[Stored items]
· · · ·
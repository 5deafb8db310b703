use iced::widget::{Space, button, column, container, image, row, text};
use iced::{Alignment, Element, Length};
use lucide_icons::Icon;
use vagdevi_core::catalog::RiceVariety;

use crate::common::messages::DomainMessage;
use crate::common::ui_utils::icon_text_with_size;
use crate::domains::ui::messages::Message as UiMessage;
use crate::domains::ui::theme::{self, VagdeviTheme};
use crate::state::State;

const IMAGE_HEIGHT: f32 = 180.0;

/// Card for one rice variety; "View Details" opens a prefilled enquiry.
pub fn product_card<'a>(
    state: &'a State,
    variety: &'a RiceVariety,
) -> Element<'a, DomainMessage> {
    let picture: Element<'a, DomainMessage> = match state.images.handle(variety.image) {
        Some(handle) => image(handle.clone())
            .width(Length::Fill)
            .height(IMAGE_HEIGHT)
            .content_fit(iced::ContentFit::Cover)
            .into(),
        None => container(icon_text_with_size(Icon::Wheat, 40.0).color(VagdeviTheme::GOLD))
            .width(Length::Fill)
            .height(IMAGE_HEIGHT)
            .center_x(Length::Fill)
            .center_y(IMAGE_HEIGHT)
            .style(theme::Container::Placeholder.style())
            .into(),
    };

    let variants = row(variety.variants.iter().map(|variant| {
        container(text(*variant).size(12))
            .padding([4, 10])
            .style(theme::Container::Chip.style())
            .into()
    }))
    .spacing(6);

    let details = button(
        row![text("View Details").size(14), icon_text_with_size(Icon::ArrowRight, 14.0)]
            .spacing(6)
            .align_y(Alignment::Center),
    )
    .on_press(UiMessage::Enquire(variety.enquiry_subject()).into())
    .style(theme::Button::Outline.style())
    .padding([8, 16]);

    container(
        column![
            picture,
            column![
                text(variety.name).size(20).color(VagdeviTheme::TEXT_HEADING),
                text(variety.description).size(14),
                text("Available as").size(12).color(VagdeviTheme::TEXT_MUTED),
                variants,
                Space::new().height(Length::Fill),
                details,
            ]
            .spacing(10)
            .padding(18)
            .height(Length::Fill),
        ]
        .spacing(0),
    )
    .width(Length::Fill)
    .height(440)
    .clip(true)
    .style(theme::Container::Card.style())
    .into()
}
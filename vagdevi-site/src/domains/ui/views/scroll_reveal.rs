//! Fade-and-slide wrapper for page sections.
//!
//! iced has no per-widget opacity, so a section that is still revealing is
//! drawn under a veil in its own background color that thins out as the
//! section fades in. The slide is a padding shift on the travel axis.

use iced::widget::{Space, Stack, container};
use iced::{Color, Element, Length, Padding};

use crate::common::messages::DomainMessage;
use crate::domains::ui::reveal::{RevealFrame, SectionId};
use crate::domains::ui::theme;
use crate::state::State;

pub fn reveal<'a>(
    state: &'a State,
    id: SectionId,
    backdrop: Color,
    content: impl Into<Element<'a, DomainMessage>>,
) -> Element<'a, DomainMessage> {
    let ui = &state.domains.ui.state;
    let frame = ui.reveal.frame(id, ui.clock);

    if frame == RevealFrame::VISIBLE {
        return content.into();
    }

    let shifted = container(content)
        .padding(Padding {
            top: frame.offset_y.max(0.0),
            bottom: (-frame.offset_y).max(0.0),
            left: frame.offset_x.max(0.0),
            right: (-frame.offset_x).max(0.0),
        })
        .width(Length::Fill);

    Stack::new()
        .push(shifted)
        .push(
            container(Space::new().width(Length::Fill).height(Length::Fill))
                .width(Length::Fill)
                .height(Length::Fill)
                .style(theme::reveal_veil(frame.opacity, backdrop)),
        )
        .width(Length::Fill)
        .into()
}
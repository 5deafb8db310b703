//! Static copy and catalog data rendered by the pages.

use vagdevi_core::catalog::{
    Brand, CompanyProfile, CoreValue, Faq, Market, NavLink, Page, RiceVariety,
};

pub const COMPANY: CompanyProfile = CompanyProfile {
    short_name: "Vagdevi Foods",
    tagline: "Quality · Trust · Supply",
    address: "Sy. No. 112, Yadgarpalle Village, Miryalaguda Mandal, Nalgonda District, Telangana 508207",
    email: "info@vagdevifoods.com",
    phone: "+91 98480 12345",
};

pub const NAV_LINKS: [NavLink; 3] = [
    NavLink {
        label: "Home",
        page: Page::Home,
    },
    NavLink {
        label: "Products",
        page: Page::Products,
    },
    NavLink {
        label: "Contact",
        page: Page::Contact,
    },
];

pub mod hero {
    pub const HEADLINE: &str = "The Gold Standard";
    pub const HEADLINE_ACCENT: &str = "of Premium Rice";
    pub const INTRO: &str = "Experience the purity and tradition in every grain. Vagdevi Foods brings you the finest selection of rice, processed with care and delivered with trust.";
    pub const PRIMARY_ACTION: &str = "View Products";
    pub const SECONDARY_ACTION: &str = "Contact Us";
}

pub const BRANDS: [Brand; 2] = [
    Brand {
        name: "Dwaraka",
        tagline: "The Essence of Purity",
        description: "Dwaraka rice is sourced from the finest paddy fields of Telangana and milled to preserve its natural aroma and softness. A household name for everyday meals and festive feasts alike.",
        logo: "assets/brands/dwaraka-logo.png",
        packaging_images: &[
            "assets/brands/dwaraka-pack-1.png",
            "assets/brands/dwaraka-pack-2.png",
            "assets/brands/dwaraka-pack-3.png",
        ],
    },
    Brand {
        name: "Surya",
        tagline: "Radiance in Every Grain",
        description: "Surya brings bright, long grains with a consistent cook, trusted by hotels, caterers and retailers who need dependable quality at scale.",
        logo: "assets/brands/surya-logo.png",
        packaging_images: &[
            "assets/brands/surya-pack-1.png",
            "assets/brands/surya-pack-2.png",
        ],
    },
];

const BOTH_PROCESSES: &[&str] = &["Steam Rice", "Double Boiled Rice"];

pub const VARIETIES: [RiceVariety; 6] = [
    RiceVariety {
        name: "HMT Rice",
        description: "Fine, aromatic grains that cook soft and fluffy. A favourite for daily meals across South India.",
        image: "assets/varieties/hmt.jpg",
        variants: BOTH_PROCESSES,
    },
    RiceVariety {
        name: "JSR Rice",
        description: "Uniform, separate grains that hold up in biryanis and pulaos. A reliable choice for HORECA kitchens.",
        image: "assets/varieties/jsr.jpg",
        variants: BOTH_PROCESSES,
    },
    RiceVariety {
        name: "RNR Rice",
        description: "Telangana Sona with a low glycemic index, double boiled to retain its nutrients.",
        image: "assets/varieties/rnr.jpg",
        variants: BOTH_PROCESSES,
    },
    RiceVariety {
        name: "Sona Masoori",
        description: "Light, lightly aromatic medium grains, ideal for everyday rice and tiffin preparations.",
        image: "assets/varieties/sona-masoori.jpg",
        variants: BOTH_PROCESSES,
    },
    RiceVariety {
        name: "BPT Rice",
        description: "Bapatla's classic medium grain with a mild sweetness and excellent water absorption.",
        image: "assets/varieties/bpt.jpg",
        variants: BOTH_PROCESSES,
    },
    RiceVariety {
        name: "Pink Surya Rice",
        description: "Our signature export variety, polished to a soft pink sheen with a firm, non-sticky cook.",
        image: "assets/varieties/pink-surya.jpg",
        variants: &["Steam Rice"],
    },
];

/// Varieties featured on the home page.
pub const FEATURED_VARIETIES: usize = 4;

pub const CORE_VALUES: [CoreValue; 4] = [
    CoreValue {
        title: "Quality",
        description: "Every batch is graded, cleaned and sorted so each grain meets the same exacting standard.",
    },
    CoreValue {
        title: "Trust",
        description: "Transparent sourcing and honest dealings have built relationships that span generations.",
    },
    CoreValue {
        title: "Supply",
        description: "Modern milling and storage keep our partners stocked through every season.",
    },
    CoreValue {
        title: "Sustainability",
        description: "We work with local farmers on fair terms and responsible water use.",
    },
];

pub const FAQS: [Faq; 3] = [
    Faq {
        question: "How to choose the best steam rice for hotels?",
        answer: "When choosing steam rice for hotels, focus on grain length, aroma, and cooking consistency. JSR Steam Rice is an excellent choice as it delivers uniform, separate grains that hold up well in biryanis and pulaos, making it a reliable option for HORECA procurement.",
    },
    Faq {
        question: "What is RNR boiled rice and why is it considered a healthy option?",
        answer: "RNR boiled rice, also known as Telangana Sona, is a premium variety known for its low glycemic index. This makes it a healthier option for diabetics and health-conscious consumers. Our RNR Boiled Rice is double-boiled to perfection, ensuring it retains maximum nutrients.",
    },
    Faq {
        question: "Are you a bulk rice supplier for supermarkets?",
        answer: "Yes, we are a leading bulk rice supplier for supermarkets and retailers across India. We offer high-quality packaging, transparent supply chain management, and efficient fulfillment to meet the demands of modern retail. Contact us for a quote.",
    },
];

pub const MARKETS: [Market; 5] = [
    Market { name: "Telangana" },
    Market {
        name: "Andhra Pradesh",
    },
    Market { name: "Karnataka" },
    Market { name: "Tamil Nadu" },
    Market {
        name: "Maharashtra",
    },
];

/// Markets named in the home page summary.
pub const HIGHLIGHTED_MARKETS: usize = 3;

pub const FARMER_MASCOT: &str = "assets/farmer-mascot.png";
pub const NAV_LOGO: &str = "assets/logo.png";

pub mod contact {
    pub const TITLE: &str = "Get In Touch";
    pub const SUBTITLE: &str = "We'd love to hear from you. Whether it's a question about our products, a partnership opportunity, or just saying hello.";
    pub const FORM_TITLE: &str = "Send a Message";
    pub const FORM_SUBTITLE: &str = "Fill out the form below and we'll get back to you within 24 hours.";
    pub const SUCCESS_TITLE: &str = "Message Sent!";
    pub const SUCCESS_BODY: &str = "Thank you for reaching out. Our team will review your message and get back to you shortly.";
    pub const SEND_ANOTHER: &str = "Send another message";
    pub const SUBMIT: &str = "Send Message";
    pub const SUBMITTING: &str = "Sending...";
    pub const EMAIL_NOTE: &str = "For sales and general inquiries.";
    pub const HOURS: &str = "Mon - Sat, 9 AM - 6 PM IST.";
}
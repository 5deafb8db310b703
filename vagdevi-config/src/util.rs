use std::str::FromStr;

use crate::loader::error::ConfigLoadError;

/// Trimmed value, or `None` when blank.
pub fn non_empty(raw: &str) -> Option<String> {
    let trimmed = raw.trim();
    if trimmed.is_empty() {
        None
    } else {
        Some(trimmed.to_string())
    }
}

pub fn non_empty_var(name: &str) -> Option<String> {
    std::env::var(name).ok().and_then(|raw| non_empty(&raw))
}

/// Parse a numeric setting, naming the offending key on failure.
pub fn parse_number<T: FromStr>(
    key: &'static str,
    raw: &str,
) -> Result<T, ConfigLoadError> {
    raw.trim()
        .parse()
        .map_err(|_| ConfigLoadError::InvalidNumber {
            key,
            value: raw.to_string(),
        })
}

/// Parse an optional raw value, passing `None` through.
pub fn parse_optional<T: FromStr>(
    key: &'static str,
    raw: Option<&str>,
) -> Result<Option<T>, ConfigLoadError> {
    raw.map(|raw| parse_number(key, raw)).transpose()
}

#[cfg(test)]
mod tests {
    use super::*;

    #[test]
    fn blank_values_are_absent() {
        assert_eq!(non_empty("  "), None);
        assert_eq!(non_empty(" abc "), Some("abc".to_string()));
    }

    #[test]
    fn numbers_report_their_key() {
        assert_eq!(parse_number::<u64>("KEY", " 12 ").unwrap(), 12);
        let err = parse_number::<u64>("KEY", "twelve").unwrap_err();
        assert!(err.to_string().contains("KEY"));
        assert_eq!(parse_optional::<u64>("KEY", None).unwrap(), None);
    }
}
· · · ·
### [EXERCISE GOAL]
What is needed is each line from the records with the word "that" in it.

### [RESULT OF THIS EXERCISE]
//! iced has no per-widget opacity, so a section that is still revealing is
//! drawn under a veil in its own background color that thins out as the
        description: "Fine, aromatic grains that cook soft and fluffy. A favourite for daily meals across South India.",
        description: "Uniform, separate grains that hold up in biryanis and pulaos. A reliable choice for HORECA kitchens.",
        description: "Transparent sourcing and honest dealings have built relationships that span generations.",
        answer: "When choosing steam rice for hotels, focus on grain length, aroma, and cooking consistency. JSR Steam Rice is an excellent choice as it delivers uniform, separate grains that hold up well in biryanis and pulaos, making it a reliable option for HORECA procurement.",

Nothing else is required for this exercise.